(Collected data)
════════════════════
//! Wire framing for the server protocol.
//!
//! Every message on the wire is a byte sequence followed by one bare
//! terminator byte. Text messages are written as-is; arbitrary binary
//! payloads escape literal terminator and escape bytes so the receiver can
//! find the real message boundary. The login digest helpers live here too,
//! next to the bytes they produce.

use bytes::{BufMut, BytesMut};
use std::io::Read;

use tokio::io::{AsyncRead, AsyncReadExt};

use crate::error::{ClientError, ClientResult};

// ============================================================================
// Protocol Constants
// ============================================================================

/// Terminates every message on the wire.
pub const TERMINATOR: u8 = 0x00;

/// Prefixes a literal 0x00 or 0xFF byte inside a binary payload.
pub const ESCAPE: u8 = 0xFF;

/// Size of the read-ahead buffer used when decoding incoming frames.
pub(crate) const READ_BUF_SIZE: usize = 4096;

// ============================================================================
// Message Encoding
// ============================================================================

/// Encode a text message: the UTF-8 bytes followed by a bare terminator.
pub(crate) fn encode_text(message: &str) -> BytesMut {
    let mut buf = BytesMut::with_capacity(message.len() + 1);
    buf.put_slice(message.as_bytes());
    buf.put_u8(TERMINATOR);
    buf
}

/// Encode an arbitrary binary payload.
///
/// Every literal 0x00 or 0xFF byte is preceded by the escape byte; the
/// final terminator stays bare so the receiver can spot the boundary.
pub fn encode_payload(payload: &[u8]) -> BytesMut {
    let mut buf = BytesMut::with_capacity(payload.len() + 1);
    for &byte in payload {
        if byte == TERMINATOR || byte == ESCAPE {
            buf.put_u8(ESCAPE);
        }
        buf.put_u8(byte);
    }
    buf.put_u8(TERMINATOR);
    buf
}

// ============================================================================
// Frame Reader
// ============================================================================

/// Pulls terminated, escape-decoded frames out of a byte stream.
///
/// Bytes are consumed through a fixed read-ahead buffer that refills from
/// the transport only when exhausted. The blocking and async paths share
/// the buffer state; the async path suspends exactly at refill points and
/// never yields a partial frame.
#[derive(Debug)]
pub(crate) struct FrameReader {
    buf: [u8; READ_BUF_SIZE],
    pos: usize,
    len: usize,
}

impl FrameReader {
    pub(crate) fn new() -> Self {
        FrameReader {
            buf: [0; READ_BUF_SIZE],
            pos: 0,
            len: 0,
        }
    }

    /// Discard buffered lookahead; the next read pulls fresh bytes from
    /// the transport.
    pub(crate) fn reset(&mut self) {
        self.pos = 0;
        self.len = 0;
    }

    pub(crate) fn read_byte<R: Read>(&mut self, src: &mut R) -> ClientResult<u8> {
        if self.pos == self.len {
            let n = src.read(&mut self.buf).map_err(ClientError::from_io)?;
            if n == 0 {
                return Err(ClientError::ConnectionClosed);
            }
            self.pos = 0;
            self.len = n;
        }
        let byte = self.buf[self.pos];
        self.pos += 1;
        Ok(byte)
    }

    /// Read one frame, decoding escapes, up to the bare terminator.
    pub(crate) fn read_frame<R: Read>(&mut self, src: &mut R) -> ClientResult<Vec<u8>> {
        let mut frame = Vec::new();
        loop {
            let byte = self.read_byte(src)?;
            if byte == TERMINATOR {
                return Ok(frame);
            }
            if byte == ESCAPE {
                // The next byte is literal, never a terminator or escape.
                frame.push(self.read_byte(src)?);
            } else {
                frame.push(byte);
            }
        }
    }

    pub(crate) async fn read_byte_async<R>(&mut self, src: &mut R) -> ClientResult<u8>
    where
        R: AsyncRead + Unpin,
    {
        if self.pos == self.len {
            let n = src.read(&mut self.buf).await.map_err(ClientError::from_io)?;
            if n == 0 {
                return Err(ClientError::ConnectionClosed);
            }
            self.pos = 0;
            self.len = n;
        }
        let byte = self.buf[self.pos];
        self.pos += 1;
        Ok(byte)
    }

    /// Async twin of [`FrameReader::read_frame`].
    pub(crate) async fn read_frame_async<R>(&mut self, src: &mut R) -> ClientResult<Vec<u8>>
    where
        R: AsyncRead + Unpin,
    {
        let mut frame = Vec::new();
        loop {
            let byte = self.read_byte_async(src).await?;
            if byte == TERMINATOR {
                return Ok(frame);
            }
            if byte == ESCAPE {
                frame.push(self.read_byte_async(src).await?);
            } else {
                frame.push(byte);
            }
        }
    }
}

// ============================================================================
// Login Digest
// ============================================================================

/// Lowercase hex MD5 of a string.
pub(crate) fn md5_hex(input: &str) -> String {
    format!("{:x}", md5::compute(input.as_bytes()))
}

/// Compute the digest the client sends during login.
///
/// The greeting is split on `:`. Two or more parts mean
/// `[hint, nonce]` and the challenge folds the username and hint around
/// the password; a bare greeting is the nonce and the challenge is the
/// password alone. The digest is `md5(md5(challenge) + nonce)` in hex.
pub(crate) fn login_digest(greeting: &str, username: &str, password: &str) -> String {
    let parts: Vec<&str> = greeting.split(':').collect();
    let (challenge, nonce) = if parts.len() > 1 {
        (format!("{}:{}:{}", username, parts[0], password), parts[1])
    } else {
        (password.to_string(), parts[0])
    };
    md5_hex(&format!("{}{}", md5_hex(&challenge), nonce))
}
════════════════════
Problem description —
Your output should match the records above word for word.

Output below —
//! Wire framing for the server protocol.
//!
//! Every message on the wire is a byte sequence followed by one bare
//! terminator byte. Text messages are written as-is; arbitrary binary
//! payloads escape literal terminator and escape bytes so the receiver can
//! find the real message boundary. The login digest helpers live here too,
//! next to the bytes they produce.

use bytes::{BufMut, BytesMut};
use std::io::Read;

use tokio::io::{AsyncRead, AsyncReadExt};

use crate::error::{ClientError, ClientResult};

// ============================================================================
// Protocol Constants
// ============================================================================

/// Terminates every message on the wire.
pub const TERMINATOR: u8 = 0x00;

/// Prefixes a literal 0x00 or 0xFF byte inside a binary payload.
pub const ESCAPE: u8 = 0xFF;

/// Size of the read-ahead buffer used when decoding incoming frames.
pub(crate) const READ_BUF_SIZE: usize = 4096;

// ============================================================================
// Message Encoding
// ============================================================================

/// Encode a text message: the UTF-8 bytes followed by a bare terminator.
pub(crate) fn encode_text(message: &str) -> BytesMut {
    let mut buf = BytesMut::with_capacity(message.len() + 1);
    buf.put_slice(message.as_bytes());
    buf.put_u8(TERMINATOR);
    buf
}

/// Encode an arbitrary binary payload.
///
/// Every literal 0x00 or 0xFF byte is preceded by the escape byte; the
/// final terminator stays bare so the receiver can spot the boundary.
pub fn encode_payload(payload: &[u8]) -> BytesMut {
    let mut buf = BytesMut::with_capacity(payload.len() + 1);
    for &byte in payload {
        if byte == TERMINATOR || byte == ESCAPE {
            buf.put_u8(ESCAPE);
        }
        buf.put_u8(byte);
    }
    buf.put_u8(TERMINATOR);
    buf
}

// ============================================================================
// Frame Reader
// ============================================================================

/// Pulls terminated, escape-decoded frames out of a byte stream.
///
/// Bytes are consumed through a fixed read-ahead buffer that refills from
/// the transport only when exhausted. The blocking and async paths share
/// the buffer state; the async path suspends exactly at refill points and
/// never yields a partial frame.
#[derive(Debug)]
pub(crate) struct FrameReader {
    buf: [u8; READ_BUF_SIZE],
    pos: usize,
    len: usize,
}

impl FrameReader {
    pub(crate) fn new() -> Self {
        FrameReader {
            buf: [0; READ_BUF_SIZE],
            pos: 0,
            len: 0,
        }
    }

    /// Discard buffered lookahead; the next read pulls fresh bytes from
    /// the transport.
    pub(crate) fn reset(&mut self) {
        self.pos = 0;
        self.len = 0;
    }

    pub(crate) fn read_byte<R: Read>(&mut self, src: &mut R) -> ClientResult<u8> {
        if self.pos == self.len {
            let n = src.read(&mut self.buf).map_err(ClientError::from_io)?;
            if n == 0 {
                return Err(ClientError::ConnectionClosed);
            }
            self.pos = 0;
            self.len = n;
        }
        let byte = self.buf[self.pos];
        self.pos += 1;
        Ok(byte)
    }

    /// Read one frame, decoding escapes, up to the bare terminator.
    pub(crate) fn read_frame<R: Read>(&mut self, src: &mut R) -> ClientResult<Vec<u8>> {
        let mut frame = Vec::new();
        loop {
            let byte = self.read_byte(src)?;
            if byte == TERMINATOR {
                return Ok(frame);
            }
            if byte == ESCAPE {
                // The next byte is literal, never a terminator or escape.
                frame.push(self.read_byte(src)?);
            } else {
                frame.push(byte);
            }
        }
    }

    pub(crate) async fn read_byte_async<R>(&mut self, src: &mut R) -> ClientResult<u8>
    where
        R: AsyncRead + Unpin,
    {
        if self.pos == self.len {
            let n = src.read(&mut self.buf).await.map_err(ClientError::from_io)?;
            if n == 0 {
                return Err(ClientError::ConnectionClosed);
            }
            self.pos = 0;
            self.len = n;
        }
        let byte = self.buf[self.pos];
        self.pos += 1;
        Ok(byte)
    }

    /// Async twin of [`FrameReader::read_frame`].
    pub(crate) async fn read_frame_async<R>(&mut self, src: &mut R) -> ClientResult<Vec<u8>>
    where
        R: AsyncRead + Unpin,
    {
        let mut frame = Vec::new();
        loop {
            let byte = self.read_byte_async(src).await?;
            if byte == TERMINATOR {
                return Ok(frame);
            }
            if byte == ESCAPE {
                frame.push(self.read_byte_async(src).await?);
            } else {
                frame.push(byte);
            }
        }
    }
}

// ============================================================================
// Login Digest
// ============================================================================

/// Lowercase hex MD5 of a string.
pub(crate) fn md5_hex(input: &str) -> String {
    format!("{:x}", md5::compute(input.as_bytes()))
}

/// Compute the digest the client sends during login.
///
/// The greeting is split on `:`. Two or more parts mean
/// `[hint, nonce]` and the challenge folds the username and hint around
/// the password; a bare greeting is the nonce and the challenge is the
/// password alone. The digest is `md5(md5(challenge) + nonce)` in hex.
pub(crate) fn login_digest(greeting: &str, username: &str, password: &str) -> String {
    let parts: Vec<&str> = greeting.split(':').collect();
    let (challenge, nonce) = if parts.len() > 1 {
        (format!("{}:{}:{}", username, parts[0], password), parts[1])
    } else {
        (password.to_string(), parts[0])
    };
    md5_hex(&format!("{}{}", md5_hex(&challenge), nonce))
}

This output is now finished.